→ **Task details**
Read through the listing below, and copy every line where the string "hardhat" appears.

→ **Task input**
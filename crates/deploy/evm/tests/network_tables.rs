//! Operator-maintained address tables.

use std::fs;

use deploy_core::{ConfigurationError, is_local_network};
use deploy_evm::EvmConfig;

const TABLES: &str = r#"
[vault]
sepolia = "0xba1333333333a1ba1108e8412f11850a5c319ba9"
hardhat = "0x0000000000000000000000000000000000000001"

[allowed_pool_factory]
sepolia = "0x0000000000000000000000000000000000001234"
hardhat = "0x0000000000000000000000000000000000000002"
"#;

#[test]
fn networks_file_overrides_embedded_tables() {
    let dir = tempfile::tempdir().unwrap();
    let path = dir.path().join("networks.toml");
    fs::write(&path, TABLES).unwrap();

    let config = EvmConfig::new("sepolia").with_networks_file(path);
    let tables = config.network_tables().unwrap();

    assert_eq!(tables.networks(), vec!["hardhat", "sepolia"]);

    let args = tables.resolve("sepolia").unwrap();
    assert_eq!(
        args.vault.to_string().to_lowercase(),
        "0xba1333333333a1ba1108e8412f11850a5c319ba9"
    );
    assert_eq!(
        args.allowed_pool_factory.to_string().to_lowercase(),
        "0x0000000000000000000000000000000000001234"
    );

    assert!(is_local_network("hardhat"));
    assert!(tables.resolve("hardhat").is_ok());
}

#[test]
fn unknown_network_is_a_configuration_error() {
    let dir = tempfile::tempdir().unwrap();
    let path = dir.path().join("networks.toml");
    fs::write(&path, TABLES).unwrap();

    let tables = EvmConfig::new("polygon")
        .with_networks_file(path)
        .network_tables()
        .unwrap();

    let err = tables.resolve("polygon").unwrap_err();
    assert!(matches!(err, ConfigurationError::MissingAddress { .. }));
    assert_eq!(
        err.to_string(),
        "No Vault address configured for network: polygon"
    );
}

#[test]
fn malformed_networks_file_is_rejected() {
    let dir = tempfile::tempdir().unwrap();
    let path = dir.path().join("networks.toml");
    fs::write(&path, "[vault]\nsepolia = 1\n").unwrap();

    let config = EvmConfig::new("sepolia").with_networks_file(path);
    assert!(config.network_tables().is_err());
}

→ **Output of the task**
hardhat = "0x0000000000000000000000000000000000000001"
hardhat = "0x0000000000000000000000000000000000000002"
    assert_eq!(tables.networks(), vec!["hardhat", "sepolia"]);
    assert!(is_local_network("hardhat"));
    assert!(tables.resolve("hardhat").is_ok());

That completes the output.